La-Plonge-Domenico-Canu

L’acqua è l’elemento da cui traggono origine tutte le cose. L’acqua non oppone resistenza, forza paziente e creatrice. Non è un caso forse che i La Plonge (Domenico Canu, Massimiliano Lai e Felice Carta) si siano ispirati a questo composto chimico che è parte integrante di tutti gli organismi viventi.

«Ci suonava bene La Plonge – racconta Domenico Canu – Il termine ha tanti significati ma un elemento in comune: l’Acqua. Può significare “il tuffo”, “l’immersione” o, come ha notato una nostra cara amica, “l’Acquaio”: dove c’è l’acqua. La Plonge è anche la zona dedicata al lavaggio delle stoviglie nelle cucine degli alberghi, dove si svolge un lavoro umile ma essenziale. Che diventa un luogo dal quale si osservano le cose: uno dei punti di vista degli Umili.»

La-Plonge

L’acqua come elemento di semplicità eppure costante fondamentale nella propria essenza più ancestrale, diventa quasi anima manifestante di una band che – sebbene in perenne evoluzione artistica – sa mantenere la propria integrità nel fluire delle contaminazioni e dei riverberi esterni a sé. Appare comunque erroneo giudicare ciò che appare semplice come cosa facile e ciò che appare complesso come cosa difficile e in quanto tale addirittura degna di analisi più articolata. Più spesso invece è vero il contrario. In un presente in cui tutti si sentono in dovere di dare spettacolo, calcare un palcoscenico reale e creare autenticità artistica diventa quasi una cosa rivoluzionaria.

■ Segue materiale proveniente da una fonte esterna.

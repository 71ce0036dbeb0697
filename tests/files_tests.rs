//! Integration tests for the files service.

mod common;

use bytes::Bytes;
use common::*;
use integrations_sharepoint::errors::TransportError;
use integrations_sharepoint::mocks::MockHttpTransport;
use integrations_sharepoint::transport::HttpMethod;
use integrations_sharepoint::types::DownloadStatus;
use integrations_sharepoint::SharePointError;
use serde_json::json;
use std::sync::Arc;

#[tokio::test]
async fn test_get_file_info() {
    let transport = Arc::new(MockHttpTransport::new());
    transport.enqueue_json(200, file_item("file-1", "budget.xlsx"));
    let client = client(transport.clone());

    let response = client
        .files()
        .get_file_info(DRIVE, "Finance/budget.xlsx")
        .await
        .unwrap();

    let info = response.content.unwrap();
    assert_eq!(info.id, "file-1");
    assert_eq!(info.size, Some(2048));
    assert_eq!(info.last_modified_by_email.as_deref(), Some("ana@contoso.com"));
    transport.verify_request(0, HttpMethod::Get, "/drives/b!drive/root:/Finance/budget.xlsx");
}

#[tokio::test]
async fn test_get_file_info_unauthorized() {
    let transport = Arc::new(MockHttpTransport::new());
    transport.enqueue_json_response(401, &graph_error("InvalidAuthenticationToken", "Access token has expired"));
    let client = client(transport);

    let response = client.files().get_file_info(DRIVE, "a.txt").await.unwrap();

    assert_eq!(response.status_code(), 401);
    assert!(response.content.is_none());
    assert!(matches!(
        response.into_result(),
        Err(SharePointError::Authentication(_))
    ));
}

#[tokio::test]
async fn test_copy_file() {
    let transport = Arc::new(MockHttpTransport::new());
    transport.enqueue_empty_response(202);
    let client = client(transport.clone());

    let response = client
        .files()
        .copy_file(DRIVE, "Docs/a.txt", "/Archive/", None)
        .await
        .unwrap();

    assert_eq!(response.status_code(), 202);
    assert!(response.has_content());
    transport.verify_request(0, HttpMethod::Post, "/root:/Docs/a.txt:/copy");
    assert_eq!(
        transport.last_request().unwrap().json(),
        json!({
            "parentReference": {
                "driveId": "b!drive",
                "driveType": "documentLibrary",
                "path": "/drives/b!drive/root:/Archive",
            }
        })
    );
}

#[tokio::test]
async fn test_copy_file_with_new_name() {
    let transport = Arc::new(MockHttpTransport::new());
    transport.enqueue_empty_response(202);
    let client = client(transport.clone());

    client
        .files()
        .copy_file(DRIVE, "a.txt", "Archive", Some("b.txt"))
        .await
        .unwrap();

    let body = transport.last_request().unwrap().json();
    assert_eq!(body["name"], "b.txt");
}

#[tokio::test]
async fn test_move_file() {
    // Arrange
    let transport = Arc::new(MockHttpTransport::new());
    transport.enqueue_json(200, file_item("file-1", "a.txt"));
    transport.enqueue_json(200, folder_item("folder-1", "Archive"));
    transport.enqueue_json(
        200,
        json!({
            "id": "file-1",
            "name": "b.txt",
            "createdDateTime": "2024-03-01T08:00:00Z",
        }),
    );
    let client = client(transport.clone());

    // Act
    let response = client
        .files()
        .move_file(DRIVE, "Docs/a.txt", "Archive", Some("b.txt"))
        .await
        .unwrap();

    // Assert
    let moved = response.content.unwrap();
    assert_eq!(moved.id, "file-1");
    assert_eq!(moved.name, "b.txt");

    transport.verify_request_count(3);
    transport.verify_request(0, HttpMethod::Get, "/root:/Docs/a.txt");
    transport.verify_request(1, HttpMethod::Get, "/root:/Archive");
    transport.verify_request(2, HttpMethod::Patch, "/drives/b!drive/items/file-1");
    assert_eq!(
        transport.last_request().unwrap().json(),
        json!({"parentReference": {"id": "folder-1"}, "name": "b.txt"})
    );
}

#[tokio::test]
async fn test_move_file_missing_target_folder() {
    let transport = Arc::new(MockHttpTransport::new());
    transport.enqueue_json(200, file_item("file-1", "a.txt"));
    transport.enqueue_json_response(404, &graph_error("itemNotFound", "The resource could not be found."));
    let client = client(transport.clone());

    let response = client
        .files()
        .move_file(DRIVE, "a.txt", "Nowhere", None)
        .await
        .unwrap();

    assert_eq!(response.status_code(), 404);
    assert!(response.content.is_none());
    transport.verify_request_count(2);
}

#[tokio::test]
async fn test_move_file_missing_source() {
    let transport = Arc::new(MockHttpTransport::new());
    transport.enqueue_json_response(404, &graph_error("itemNotFound", "The resource could not be found."));
    let client = client(transport.clone());

    let response = client
        .files()
        .move_file(DRIVE, "ghost.txt", "Archive", None)
        .await
        .unwrap();

    assert_eq!(response.status_code(), 404);
    assert!(response.content.is_none());
    transport.verify_request_count(1);
}

#[tokio::test]
async fn test_delete_file() {
    let transport = Arc::new(MockHttpTransport::new());
    transport.enqueue_empty_response(204);
    let client = client(transport.clone());

    let response = client.files().delete_file(DRIVE, "Docs/a.txt").await.unwrap();

    assert!(response.has_content());
    transport.verify_request(0, HttpMethod::Delete, "/root:/Docs/a.txt");
}

#[tokio::test]
async fn test_rename_file() {
    let transport = Arc::new(MockHttpTransport::new());
    transport.enqueue_json(
        200,
        json!({
            "id": "file-1",
            "name": "final.docx",
            "size": 512,
            "createdDateTime": "2024-03-01T08:00:00Z",
        }),
    );
    let client = client(transport.clone());

    let response = client
        .files()
        .rename_file(DRIVE, "Docs/draft.docx", "final.docx")
        .await
        .unwrap();

    let renamed = response.content.unwrap();
    assert_eq!(renamed.name, "final.docx");
    assert_eq!(renamed.size, Some(512));
    transport.verify_request(0, HttpMethod::Patch, "/root:/Docs/draft.docx");
    assert_eq!(transport.last_request().unwrap().json(), json!({"name": "final.docx"}));
}

#[tokio::test]
async fn test_download_file_streams_to_disk() {
    let transport = Arc::new(MockHttpTransport::new());
    transport.enqueue_streaming_response(
        200,
        vec![Bytes::from_static(b"hello "), Bytes::from_static(b"world")],
    );
    let client = client(transport.clone());
    let dir = tempfile::tempdir().unwrap();
    let local = dir.path().join("a.txt");

    let response = client
        .files()
        .download_file(DRIVE, "Docs/a.txt", &local)
        .await
        .unwrap();

    assert_eq!(response.content, Some(11));
    assert!(response.raw().is_empty());
    assert_eq!(std::fs::read_to_string(&local).unwrap(), "hello world");
    transport.verify_request(0, HttpMethod::Get, "/root:/Docs/a.txt:/content");
}

#[tokio::test]
async fn test_download_file_not_found_leaves_no_file() {
    let transport = Arc::new(MockHttpTransport::new());
    transport.enqueue_json_response(404, &graph_error("itemNotFound", "The resource could not be found."));
    let client = client(transport);
    let dir = tempfile::tempdir().unwrap();
    let local = dir.path().join("missing.txt");

    let response = client
        .files()
        .download_file(DRIVE, "missing.txt", &local)
        .await
        .unwrap();

    assert_eq!(response.status_code(), 404);
    assert!(response.content.is_none());
    assert!(!local.exists());
}

#[tokio::test]
async fn test_download_file_interrupted_removes_partial_file() {
    let transport = Arc::new(MockHttpTransport::new());
    transport.enqueue_interrupted_stream(
        200,
        vec![Bytes::from_static(b"first half")],
        TransportError::Network("connection reset".to_string()),
    );
    let client = client(transport);
    let dir = tempfile::tempdir().unwrap();
    let local = dir.path().join("big.bin");

    let result = client.files().download_file(DRIVE, "big.bin", &local).await;

    assert!(matches!(result, Err(SharePointError::Network(_))));
    assert!(!local.exists());
}

#[tokio::test]
async fn test_download_file_to_memory() {
    let transport = Arc::new(MockHttpTransport::new());
    transport.enqueue_response(Ok(integrations_sharepoint::transport::HttpResponse::new(
        reqwest::StatusCode::OK,
        reqwest::header::HeaderMap::new(),
        Bytes::from_static(b"%PDF-1.7"),
    )));
    let client = client(transport);

    let response = client
        .files()
        .download_file_to_memory(DRIVE, "report.pdf")
        .await
        .unwrap();

    assert_eq!(response.content.as_deref(), Some(&b"%PDF-1.7"[..]));
}

#[tokio::test]
async fn test_download_all_files() {
    // Arrange
    let transport = Arc::new(MockHttpTransport::new());
    transport.enqueue_json(
        200,
        json!({
            "value": [
                file_item("1", "a.txt"),
                folder_item("2", "Nested"),
                file_item("3", "README"),
                file_item("4", "b.csv"),
            ]
        }),
    );
    transport.enqueue_streaming_response(200, vec![Bytes::from_static(b"alpha")]);
    transport.enqueue_streaming_response(404, vec![Bytes::new()]);
    let client = client(transport.clone());
    let dir = tempfile::tempdir().unwrap();
    let target = dir.path().join("export");

    // Act
    let response = client
        .files()
        .download_all_files(DRIVE, "Docs/", &target)
        .await
        .unwrap();

    // Assert
    assert_eq!(response.status_code(), 200);
    let reports = response.content.unwrap();
    assert_eq!(reports.len(), 2);
    assert_eq!(reports[0].entry.name, "a.txt");
    assert_eq!(reports[0].status, DownloadStatus::Pass);
    assert_eq!(reports[1].entry.name, "b.csv");
    assert_eq!(reports[1].status, DownloadStatus::Fail);

    assert_eq!(std::fs::read_to_string(target.join("a.txt")).unwrap(), "alpha");
    assert!(!target.join("b.csv").exists());

    transport.verify_request_count(3);
    transport.verify_request(1, HttpMethod::Get, "/root:/Docs/a.txt:/content");
    transport.verify_request(2, HttpMethod::Get, "/root:/Docs/b.csv:/content");

    let serialized = serde_json::to_value(&reports[0]).unwrap();
    assert_eq!(serialized["status"], "pass");
    assert_eq!(serialized["name"], "a.txt");
    assert_eq!(serialized["path"], "Docs/");
}

#[tokio::test]
async fn test_download_all_files_listing_failure() {
    let transport = Arc::new(MockHttpTransport::new());
    transport.enqueue_json_response(403, &graph_error("accessDenied", "Access denied"));
    let client = client(transport.clone());
    let dir = tempfile::tempdir().unwrap();

    let response = client
        .files()
        .download_all_files(DRIVE, "Private", dir.path())
        .await
        .unwrap();

    assert_eq!(response.status_code(), 403);
    assert!(response.content.is_none());
    transport.verify_request_count(1);
}

#[tokio::test]
async fn test_upload_file_streams_from_disk() {
    let transport = Arc::new(MockHttpTransport::new());
    transport.enqueue_json(201, json!({"id": "new-1", "name": "notes.txt", "size": 14}));
    let client = client(transport.clone());
    let dir = tempfile::tempdir().unwrap();
    let local = dir.path().join("notes.txt");
    std::fs::write(&local, "meeting notes\n").unwrap();

    let response = client
        .files()
        .upload_file(DRIVE, &local, "Team Notes/notes.txt")
        .await
        .unwrap();

    let uploaded = response.content.unwrap();
    assert_eq!(uploaded.id, "new-1");
    assert_eq!(uploaded.size, Some(14));

    transport.verify_request(0, HttpMethod::Put, "/root:/Team%20Notes/notes.txt:/content");
    transport.verify_header(0, "content-type", "application/octet-stream");
    assert_eq!(&transport.last_request().unwrap().body[..], b"meeting notes\n");
}

#[tokio::test]
async fn test_upload_file_missing_local_file() {
    let transport = Arc::new(MockHttpTransport::new());
    let client = client(transport.clone());
    let dir = tempfile::tempdir().unwrap();

    let result = client
        .files()
        .upload_file(DRIVE, dir.path().join("absent.bin"), "absent.bin")
        .await;

    assert!(result.is_err());
    transport.verify_request_count(0);
}

#[tokio::test]
async fn test_upload_bytes() {
    let transport = Arc::new(MockHttpTransport::new());
    transport.enqueue_json(200, json!({"id": "existing-1"}));
    let client = client(transport.clone());

    let response = client
        .files()
        .upload_bytes(DRIVE, Bytes::from_static(b"a,b\n1,2\n"), "data.csv")
        .await
        .unwrap();

    assert_eq!(response.status_code(), 200);
    assert_eq!(response.content.unwrap().name, None);
    assert_eq!(&transport.last_request().unwrap().body[..], b"a,b\n1,2\n");
}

I La Plonge si muovono in questo contesto “altro” e il loro suono elimina il superfluo dando parola e vita al necessario. Ciò che ascoltiamo dunque non può che apparire familiare perché universale, attinente, inderogabile… come l’acqua.

La Plonge, intervista a Domenico Canu

I La Plonge hanno la virtù di essere originali e riconoscibili fin dalle prime note. Ma c’è qualche artista che ha ispirato il vostro percorso?

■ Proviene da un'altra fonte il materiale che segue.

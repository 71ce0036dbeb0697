//! Folder operations within a document library.

use super::{item_action, item_path, require};
use crate::client::{ApiRequest, RequestExecutor};
use crate::errors::SharePointResult;
use crate::types::requests::{CreateFolderRequest, RenameItemRequest};
use crate::types::{CreatedDir, DirEntry, DirInfo, RenamedFolder, SharePointResponse};
use reqwest::StatusCode;
use std::sync::Arc;
use tracing::info;

/// Service for folder operations.
///
/// Paths are relative to the drive root, e.g. `Reports/2024`; `None` means
/// the root itself.
pub struct FoldersService {
    executor: Arc<RequestExecutor>,
}

impl FoldersService {
    /// Creates a new folders service.
    pub(crate) fn new(executor: Arc<RequestExecutor>) -> Self {
        Self { executor }
    }

    /// Gets folder metadata.
    pub async fn get_dir_info(
        &self,
        drive_id: &str,
        path: Option<&str>,
    ) -> SharePointResult<SharePointResponse<DirInfo>> {
        require("drive_id", drive_id)?;
        info!(drive_id, path = path.unwrap_or("/"), "Getting folder info");

        let response = self
            .executor
            .execute(ApiRequest::get(item_path(drive_id, path)).select::<DirInfo>())
            .await?;

        let envelope = self.executor.shape(response, &[StatusCode::OK])?;
        if envelope.has_content() {
            info!("Request successful");
        }
        Ok(envelope)
    }

    /// Lists the children of a folder.
    ///
    /// Every entry's `path` is the folder that was listed (`/` for the root).
    ///
    /// # Example
    ///
    /// ```no_run
    /// # use integrations_sharepoint::*;
    /// # async fn example(client: SharePointClient) -> SharePointResult<()> {
    /// let listing = client.folders().list_dir("b!drive", Some("Reports")).await?;
    /// for entry in listing.content.unwrap_or_default() {
    ///     println!("{} {:?}", entry.name, entry.extension);
    /// }
    /// # Ok(())
    /// # }
    /// ```
    pub async fn list_dir(
        &self,
        drive_id: &str,
        path: Option<&str>,
    ) -> SharePointResult<SharePointResponse<Vec<DirEntry>>> {
        require("drive_id", drive_id)?;
        let listed = path.filter(|p| !p.trim_matches('/').is_empty()).unwrap_or("/");
        info!(drive_id, path = listed, "Listing folder");

        let response = self
            .executor
            .execute(ApiRequest::get(item_action(drive_id, path, "children")).select::<DirEntry>())
            .await?;

        let envelope = self
            .executor
            .shape_list::<DirEntry>(response, &[StatusCode::OK])?
            .map(|entries| {
                entries
                    .into_iter()
                    .map(|entry| entry.with_path(listed))
                    .collect::<Vec<_>>()
            });
        if let Some(entries) = &envelope.content {
            info!(count = entries.len(), "Request successful");
        }
        Ok(envelope)
    }

    /// Creates `name` inside the folder at `path`, replacing an existing
    /// folder of the same name.
    pub async fn create_dir(
        &self,
        drive_id: &str,
        path: &str,
        name: &str,
    ) -> SharePointResult<SharePointResponse<CreatedDir>> {
        require("drive_id", drive_id)?;
        require("name", name)?;
        info!(drive_id, path, name, "Creating folder");

        let request = ApiRequest::post(item_action(drive_id, Some(path), "children"))
            .select::<CreatedDir>()
            .json(&CreateFolderRequest::new(name))?;
        let response = self.executor.execute(request).await?;

        let envelope = self
            .executor
            .shape(response, &[StatusCode::OK, StatusCode::CREATED])?;
        if envelope.has_content() {
            info!("Request successful");
        }
        Ok(envelope)
    }

    /// Deletes the folder at `path` and everything in it.
    pub async fn delete_dir(
        &self,
        drive_id: &str,
        path: &str,
    ) -> SharePointResult<SharePointResponse<()>> {
        require("drive_id", drive_id)?;
        require("path", path)?;
        info!(drive_id, path, "Deleting folder");

        let response = self
            .executor
            .execute(ApiRequest::delete(item_path(drive_id, Some(path))))
            .await?;

        let envelope = self
            .executor
            .unit(response, &[StatusCode::OK, StatusCode::NO_CONTENT]);
        if envelope.has_content() {
            info!("Request successful");
        }
        Ok(envelope)
    }

    /// Renames the folder at `path`.
    pub async fn rename_folder(
        &self,
        drive_id: &str,
        path: &str,
        new_name: &str,
    ) -> SharePointResult<SharePointResponse<RenamedFolder>> {
        require("drive_id", drive_id)?;
        require("path", path)?;
        require("new_name", new_name)?;
        info!(drive_id, path, new_name, "Renaming folder");

        let request = ApiRequest::patch(item_path(drive_id, Some(path)))
            .select::<RenamedFolder>()
            .json(&RenameItemRequest {
                name: new_name.to_string(),
            })?;
        let response = self.executor.execute(request).await?;

        let envelope = self.executor.shape(response, &[StatusCode::OK])?;
        if envelope.has_content() {
            info!("Request successful");
        }
        Ok(envelope)
    }
}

Sono tantissimi e ne dimenticheremmo troppi. Possiamo però citare quelli che ci hanno fatto venire voglia di suonare e di formare una band, e che ascoltiamo sempre anche oggi. Federico Fiumani e i suoi Diaframma, per l’immediatezza e la “sporcizia” del post punk all’interno della forma canzone: per il suo urlare la necessità delle sue canzoni.

I Duran Duran, ovvero il grande equivoco del pop. Mentre nell’immaginario collettivo risultano essere una band legata al disimpegno anni Ottanta, dopo quarant’anni sono ancora lì a fare musica bellissima e misconosciuta ai più. Gente che dietro un’immagine glamour parlava di cose che stiamo vivendo, nostro malgrado, oggi. La pop band perfetta.

Ivan Graziani, per l’originalità del suo punto di vista sia musicale che nei testi. Storie minime e per questo eterne: una scelta coraggiosa, negli anni Settanta.

The Cure e i Depeche Mode, perché da adolescenti il cupo e la malinconia hanno quasi sempre un fascino irresistibile.

In Sardegna sicuramente il Coro degli Angeli, band di cui facevano parte quelli che sarebbero diventati i Tazenda. E Piero Marras. Non ce ne voglia nessuno ma, probabilmente, la cosa più originale che la musica popolare sarda abbia prodotto.

Ultimamente ci piace molto Lucio Corsi. Pensiamo che sia il nuovo grande talento della canzone italiana, mondo musicale nel quale ci sentiamo particolarmente a nostro agio. Anche se a un ascolto attento si sente che veniamo dal post punk, quel modo e quella mentalità difficilmente te le scrolli di dosso. E noi ci teniamo alle nostre origini.

La-Plonge

A proposito di Sardegna, che rapporto avete con il panorama musicale isolano?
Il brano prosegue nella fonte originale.